Montrose Regional Airport  is a non-towered public airport on the northwest side of Montrose, in zip code 81401 in southwestern Colorado. Its two runways are at elevation 5,759 feet (1,755 m). MTJ covers 966 acres (391 ha) of land.

Monarch Airlines started flying to Montrose in the 1940s. Successor Frontier Airlines (1950-1986) flew to the present airport since the 1950s; the first jets were Frontier Boeing 737-200s in 1982 (runway 12/30 was then 8500 ft).  Earlier, Frontier flew Convair 580s between Montrose and Denver.

An enhanced and expanded Montrose Regional Airport was dedicated on June 25, 1988, with Chuck Yeager cutting the ribbon. 
The airport terminal was designed by local architect Patrik Davis "to greet visitors with small-town hospitality. A two-sided fireplace is the centerpiece of the passenger seating area, which has a tile floor patterned with the Ute pictogram for travel and a high, skylighted ceiling of knotty pine. The walls are earthy, ground-face cinderblock, and natural-finished glue-laminated beams extend over wide walkways.

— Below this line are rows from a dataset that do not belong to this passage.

use async_trait::async_trait;
use axum::Router;

/// Settings handed to each module while the service boots.
pub struct InitCtx<'a> {
    pub settings: &'a crate::settings::Settings,
}

/// Migration contributed by a module.
///
/// `command` is a database command document (for MongoDB, anything accepted
/// by `runCommand`, e.g. `createIndexes`). Key order is significant.
#[derive(Debug, Clone)]
pub struct Migration {
    pub id: &'static str,
    pub command: serde_json::Value,
}

/// A pluggable part of the service. The registry drives every module
/// through `init`, migrations, `start`, and finally `stop` on shutdown.
#[async_trait]
pub trait Module: Sync + Send {
    /// Registry key and URL segment, e.g. `books`.
    fn name(&self) -> &'static str;

    /// Check dependencies before anything is served. An error aborts
    /// startup; the db module uses this to ping MongoDB.
    async fn init(&self, _ctx: &InitCtx<'_>) -> anyhow::Result<()> {
        Ok(())
    }

    /// Routes nested under `/api/{name}`.
    fn routes(&self) -> Router {
        Router::new()
    }

    /// `paths` and `components` merged into `/docs/openapi.json`, with
    /// paths prefixed by `/api/{name}`.
    fn openapi(&self) -> Option<serde_json::Value> {
        None
    }

    /// Commands applied once per database, ordered by module name then id
    /// and recorded in the `_migrations` ledger.
    fn migrations(&self) -> Vec<Migration> {
        vec![]
    }

    /// Runs once migrations are applied, just before the listener binds.
    async fn start(&self, _ctx: &InitCtx<'_>) -> anyhow::Result<()> {
        Ok(())
    }

    /// Runs after the server drains, in reverse registration order.
    async fn stop(&self) -> anyhow::Result<()> {
        Ok(())
    }
}
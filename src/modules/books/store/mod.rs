//! Persistence adapter for book documents.

use async_trait::async_trait;
use bookshelf_db::StoreError;

use super::models::{Book, BookFilter, NewBook, Page};

mod memory;
mod mongo;

pub use memory::InMemoryBookStore;
pub use mongo::MongoBookStore;

/// Document-store operations the HTTP handlers depend on.
///
/// Identifiers are the hex form of an ObjectId; malformed ones fail with
/// [`StoreError::InvalidId`].
#[async_trait]
pub trait BookStore: Send + Sync {
    /// Persist a new book under a freshly generated id.
    async fn insert(&self, book: NewBook) -> Result<Book, StoreError>;

    /// Matching books in natural order, windowed by `page`.
    async fn find(&self, filter: &BookFilter, page: Page) -> Result<Vec<Book>, StoreError>;

    async fn find_by_id(&self, id: &str) -> Result<Option<Book>, StoreError>;

    /// Replace the stored document with `book`.
    async fn save(&self, book: &Book) -> Result<(), StoreError>;

    /// Atomically remove a book, returning it if it existed.
    async fn delete_by_id(&self, id: &str) -> Result<Option<Book>, StoreError>;
}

The gable roof has skylights and dormers decorated with the Hopi good luck symbol."

Its runway 17/35 (10,000 feet in length) was built during the 1990s.

The airport is most busy during its winter season, serving many skiers headed to Telluride Ski Resort, an hour-and-a-half away by road;  it is also busy serving summer tourism in the area.  In 2019, outside the winter and summer seasons, the only major airline flights were United Express flights to Denver and American Eagle flights to Dallas/Fort Worth.  Direct flights to Phoenix, Chicago, Los Angeles, New York, and other cities are offered in peak seasons, with the most flights on Saturdays.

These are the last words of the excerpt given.